* What the exercise asks
Scan the data for "programs" and copy each matching line.

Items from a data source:
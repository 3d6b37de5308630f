//! Domain model and types for the TeamGen engine.
//!
//! This module contains the persisted entities (projects, students, polls and
//! their answers, project instances, teams), the process-wide settings record,
//! and the small closed enums the engine dispatches on. All types are
//! serializable so the surrounding adapters (store, CLI, JSON output) can pass
//! them around without bespoke conversion layers.

use serde::{Deserialize, Serialize};

/// Lowest score a student can give a project in the poll.
pub const SCORE_MIN: i64 = 1;
/// Highest score a student can give a project in the poll.
pub const SCORE_MAX: i64 = 5;
/// Neutral score used for generated answers and missing posted values.
pub const SCORE_DEFAULT: i64 = 3;

/// Upper bound for per-project instance counts and the team-size minimum.
pub const INSTANCE_LIMIT: u32 = 99;

/// Closed set of study programs students can be enrolled in.
///
/// The numeric tags come from the roster export format (the middle group of
/// the study-group column). `IndustrialEngineering` is the "wing" program:
/// its students drive the dedicated dispersion constraint and can optionally
/// be hidden in team displays.
#[derive(Serialize, Deserialize, Debug, Clone, Copy, PartialEq, Eq, Hash)]
pub enum StudyProgram {
    /// Computer science ("041" / AI)
    ComputerScience,
    /// Business informatics ("042" / WI)
    BusinessInformatics,
    /// Administrative informatics ("048" / VI)
    AdministrativeInformatics,
    /// Industrial engineering ("072" / WIng): the wing program
    IndustrialEngineering,
}

impl StudyProgram {
    /// All programs, in tag order.
    pub const ALL: [StudyProgram; 4] = [
        StudyProgram::ComputerScience,
        StudyProgram::BusinessInformatics,
        StudyProgram::AdministrativeInformatics,
        StudyProgram::IndustrialEngineering,
    ];

    /// The three-digit roster tag for this program.
    pub fn tag(self) -> &'static str {
        match self {
            StudyProgram::ComputerScience => "041",
            StudyProgram::BusinessInformatics => "042",
            StudyProgram::AdministrativeInformatics => "048",
            StudyProgram::IndustrialEngineering => "072",
        }
    }

    /// Short display label.
    pub fn short(self) -> &'static str {
        match self {
            StudyProgram::ComputerScience => "AI",
            StudyProgram::BusinessInformatics => "WI",
            StudyProgram::AdministrativeInformatics => "VI",
            StudyProgram::IndustrialEngineering => "WIng",
        }
    }

    /// Looks a program up by its three-digit roster tag.
    pub fn from_tag(tag: &str) -> Option<StudyProgram> {
        StudyProgram::ALL.iter().copied().find(|p| p.tag() == tag)
    }

    /// True for the program whose students carry the wing flag.
    pub fn is_wing(self) -> bool {
        self == StudyProgram::IndustrialEngineering
    }
}

/// Self-reported ambition level from the poll, 1..=4.
#[derive(Serialize, Deserialize, Debug, Clone, Copy, PartialEq, Eq, Hash)]
pub enum AmbitionLevel {
    /// No answer given (1)
    Unspecified,
    /// Wants to go beyond the course requirements (2)
    Ambitious,
    /// Wants a solid understanding (3)
    Solid,
    /// Just wants to pass (4)
    MinimalPass,
}

impl AmbitionLevel {
    /// The persisted integer value, 1..=4.
    pub fn value(self) -> i64 {
        match self {
            AmbitionLevel::Unspecified => 1,
            AmbitionLevel::Ambitious => 2,
            AmbitionLevel::Solid => 3,
            AmbitionLevel::MinimalPass => 4,
        }
    }

    /// Parses the persisted integer value.
    pub fn from_value(value: i64) -> Option<AmbitionLevel> {
        match value {
            1 => Some(AmbitionLevel::Unspecified),
            2 => Some(AmbitionLevel::Ambitious),
            3 => Some(AmbitionLevel::Solid),
            4 => Some(AmbitionLevel::MinimalPass),
            _ => None,
        }
    }
}

impl Default for AmbitionLevel {
    fn default() -> Self {
        AmbitionLevel::Unspecified
    }
}

/// Which objective the model builder installs.
///
/// The variant is selected once per run from the settings; the builder
/// dispatches at model-construction time, not per variable.
#[derive(Serialize, Deserialize, Debug, Clone, Copy, PartialEq, Eq)]
pub enum AssignmentVariant {
    /// Variant 1: maximize preference satisfaction only.
    Preference,
    /// Variant 2: group teams by ambition level only.
    LevelGroup,
    /// Variant 3: preference satisfaction plus level-grouping rewards.
    Combined,
}

impl AssignmentVariant {
    /// The persisted integer value, 1..=3.
    pub fn value(self) -> i64 {
        match self {
            AssignmentVariant::Preference => 1,
            AssignmentVariant::LevelGroup => 2,
            AssignmentVariant::Combined => 3,
        }
    }

    /// Parses the persisted integer value.
    pub fn from_value(value: i64) -> Option<AssignmentVariant> {
        match value {
            1 => Some(AssignmentVariant::Preference),
            2 => Some(AssignmentVariant::LevelGroup),
            3 => Some(AssignmentVariant::Combined),
            _ => None,
        }
    }

    /// True for the variants that use ambition-level answers.
    pub fn is_level_aware(self) -> bool {
        !matches!(self, AssignmentVariant::Preference)
    }
}

impl Default for AssignmentVariant {
    fn default() -> Self {
        AssignmentVariant::Preference
    }
}

/// A catalog project students can be assigned to.
#[derive(Serialize, Deserialize, Debug, Clone)]
pub struct Project {
    /// Database id.
    pub id: i64,
    /// Single uppercase letter A-Z, unique across the catalog.
    pub pid: String,
    /// Display name.
    pub name: String,
    /// Per-project override for the number of instances (1..=99).
    /// `None` falls back to `Settings::project_instances_default`.
    pub instances: Option<u32>,
    pub description: Option<String>,
    pub technologies: Option<String>,
    pub company: Option<String>,
    pub contact: Option<String>,
    pub url: Option<String>,
}

impl Project {
    /// "A: Name" style label used across displays.
    pub fn pid_name(&self) -> String {
        format!("{}: {}", self.pid, self.name)
    }
}

/// A roster entry.
#[derive(Serialize, Deserialize, Debug, Clone)]
pub struct Student {
    /// Database id.
    pub id: i64,
    /// Matriculation id, e.g. "s81234" or "gs81234". Unique.
    pub matriculation: String,
    pub first_name: String,
    pub last_name: String,
    pub study_program: StudyProgram,
    /// Inactive students stay in persisted teams for continuity but are
    /// rendered struck-through.
    pub is_active: bool,
}

impl Student {
    pub fn name(&self) -> String {
        format!("{} {}", self.first_name, self.last_name)
    }

    /// The wing flag, derived from the study program.
    pub fn is_wing(&self) -> bool {
        self.study_program.is_wing()
    }
}

/// One poll per student; `is_generated` marks synthesized defaults.
#[derive(Serialize, Deserialize, Debug, Clone)]
pub struct Poll {
    pub id: i64,
    pub student_id: i64,
    pub is_generated: bool,
}

/// A single (poll, project) preference score, unique per pair.
#[derive(Serialize, Deserialize, Debug, Clone)]
pub struct ProjectAnswer {
    pub id: i64,
    pub poll_id: i64,
    pub project_id: i64,
    /// Score in `SCORE_MIN..=SCORE_MAX`.
    pub score: i64,
}

/// Optional ambition level answer, unique per poll.
#[derive(Serialize, Deserialize, Debug, Clone)]
pub struct LevelAnswer {
    pub id: i64,
    pub poll_id: i64,
    pub level: AmbitionLevel,
}

/// One concrete team slot of a project. `(project_id, number)` is unique,
/// numbers start at 1. Instances are recreated before every solve.
#[derive(Serialize, Deserialize, Debug, Clone)]
pub struct ProjectInstance {
    pub id: i64,
    pub project_id: i64,
    pub number: u32,
}

/// One persisted assignment row: a student on a project instance.
#[derive(Serialize, Deserialize, Debug, Clone)]
pub struct Team {
    pub id: i64,
    pub project_id: i64,
    pub project_instance_id: i64,
    /// Unique: every student appears in at most one team.
    pub student_id: i64,
    /// Exactly one member per non-empty instance carries this flag.
    pub is_initial_contact: bool,
    /// Normalized preference score (0..=100) for this (instance, student) pair.
    pub score: i64,
}

/// Process-wide settings singleton.
///
/// The visibility flags gate the surrounding application's pages; the engine
/// itself reads the team sizing, instance expansion and solver knobs. A solve
/// captures its parameters at start, so editing settings while a run is in
/// flight does not affect it.
#[derive(Serialize, Deserialize, Debug, Clone)]
pub struct Settings {
    pub projects_visible: bool,
    pub poll_visible: bool,
    pub poll_writable: bool,
    pub teams_visible: bool,
    /// Minimum team size (1..=99). Teams end up with this many members or one more.
    pub team_min_member: u32,
    /// Default instance count for projects without an override (1..=99).
    pub project_instances_default: u32,
    /// Hide wing students in team displays.
    pub wings_hidden: bool,
    /// Objective variant the model builder installs.
    pub assignment_variant: AssignmentVariant,
    /// Solver wall-time limit in seconds (1..=3600). When the limit strikes
    /// before the exact solve finishes, a greedy feasible assignment is
    /// persisted instead (preference variant; level-aware runs fail).
    pub max_runtime_secs: u32,
    /// Accepted relative gap between objective and best bound, 0.0..=1.0.
    /// The bundled exact backend only stops at gap 0, so this is satisfied
    /// trivially on completed runs; it is recorded with the run statistics.
    pub relative_gap_limit: f64,
    /// Solver search workers (0..=64, 0 = all cores). Recorded with the run
    /// statistics; the bundled backend searches single-threaded regardless.
    pub num_workers: u32,
    /// Fill empty polls with random scores instead of neutral defaults.
    pub random_poll_defaults: bool,
    /// Weight of the level-grouping indicators in variants 2 and 3.
    pub level_group_factor: i64,
}

impl Default for Settings {
    fn default() -> Self {
        Settings {
            projects_visible: false,
            poll_visible: false,
            poll_writable: false,
            teams_visible: false,
            team_min_member: 6,
            project_instances_default: 4,
            wings_hidden: false,
            assignment_variant: AssignmentVariant::Preference,
            max_runtime_secs: 300,
            relative_gap_limit: 0.0,
            num_workers: 0,
            random_poll_defaults: false,
            level_group_factor: 25,
        }
    }
}

impl Settings {
    /// Checks all field ranges. Returns the first violation as a message.
    pub fn validate(&self) -> Result<(), String> {
        if self.team_min_member < 1 || self.team_min_member > INSTANCE_LIMIT {
            return Err(format!(
                "team_min_member must be within 1..={}, got {}",
                INSTANCE_LIMIT, self.team_min_member
            ));
        }
        if self.project_instances_default < 1 || self.project_instances_default > INSTANCE_LIMIT {
            return Err(format!(
                "project_instances_default must be within 1..={}, got {}",
                INSTANCE_LIMIT, self.project_instances_default
            ));
        }
        if self.max_runtime_secs < 1 || self.max_runtime_secs > 3600 {
            return Err(format!(
                "max_runtime_secs must be within 1..=3600, got {}",
                self.max_runtime_secs
            ));
        }
        if !(0.0..=1.0).contains(&self.relative_gap_limit) {
            return Err(format!(
                "relative_gap_limit must be within 0.0..=1.0, got {}",
                self.relative_gap_limit
            ));
        }
        if self.num_workers > 64 {
            return Err(format!(
                "num_workers must be within 0..=64, got {}",
                self.num_workers
            ));
        }
        if self.level_group_factor < 0 {
            return Err(format!(
                "level_group_factor must not be negative, got {}",
                self.level_group_factor
            ));
        }
        Ok(())
    }
}

#[cfg(test)]
mod tests {
    use super::*;

    #[test]
    fn study_program_tags_round_trip() {
        for program in StudyProgram::ALL {
            assert_eq!(StudyProgram::from_tag(program.tag()), Some(program));
        }
        assert_eq!(StudyProgram::from_tag("999"), None);
    }

    #[test]
    fn only_industrial_engineering_is_wing() {
        let wings: Vec<_> = StudyProgram::ALL.iter().filter(|p| p.is_wing()).collect();
        assert_eq!(wings, vec![&StudyProgram::IndustrialEngineering]);
    }

    #[test]
    fn ambition_level_values_round_trip() {
        for value in 1..=4 {
            let level = AmbitionLevel::from_value(value).unwrap();
            assert_eq!(level.value(), value);
        }
        assert_eq!(AmbitionLevel::from_value(0), None);
        assert_eq!(AmbitionLevel::from_value(5), None);
    }

    #[test]
    fn variant_values_round_trip() {
        for value in 1..=3 {
            let variant = AssignmentVariant::from_value(value).unwrap();
            assert_eq!(variant.value(), value);
        }
        assert_eq!(AssignmentVariant::from_value(4), None);
        assert!(!AssignmentVariant::Preference.is_level_aware());
        assert!(AssignmentVariant::LevelGroup.is_level_aware());
        assert!(AssignmentVariant::Combined.is_level_aware());
    }

    #[test]
    fn default_settings_validate() {
        assert!(Settings::default().validate().is_ok());
    }

    #[test]
    fn settings_ranges_are_enforced() {
        let mut settings = Settings {
            team_min_member: 0,
            ..Settings::default()
        };
        assert!(settings.validate().is_err());

        settings.team_min_member = 6;
        settings.relative_gap_limit = 1.5;
        assert!(settings.validate().is_err());

        settings.relative_gap_limit = 0.0;
        settings.num_workers = 65;
        assert!(settings.validate().is_err());
    }
}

* Written solution
/// Closed set of study programs students can be enrolled in.
    /// All programs, in tag order.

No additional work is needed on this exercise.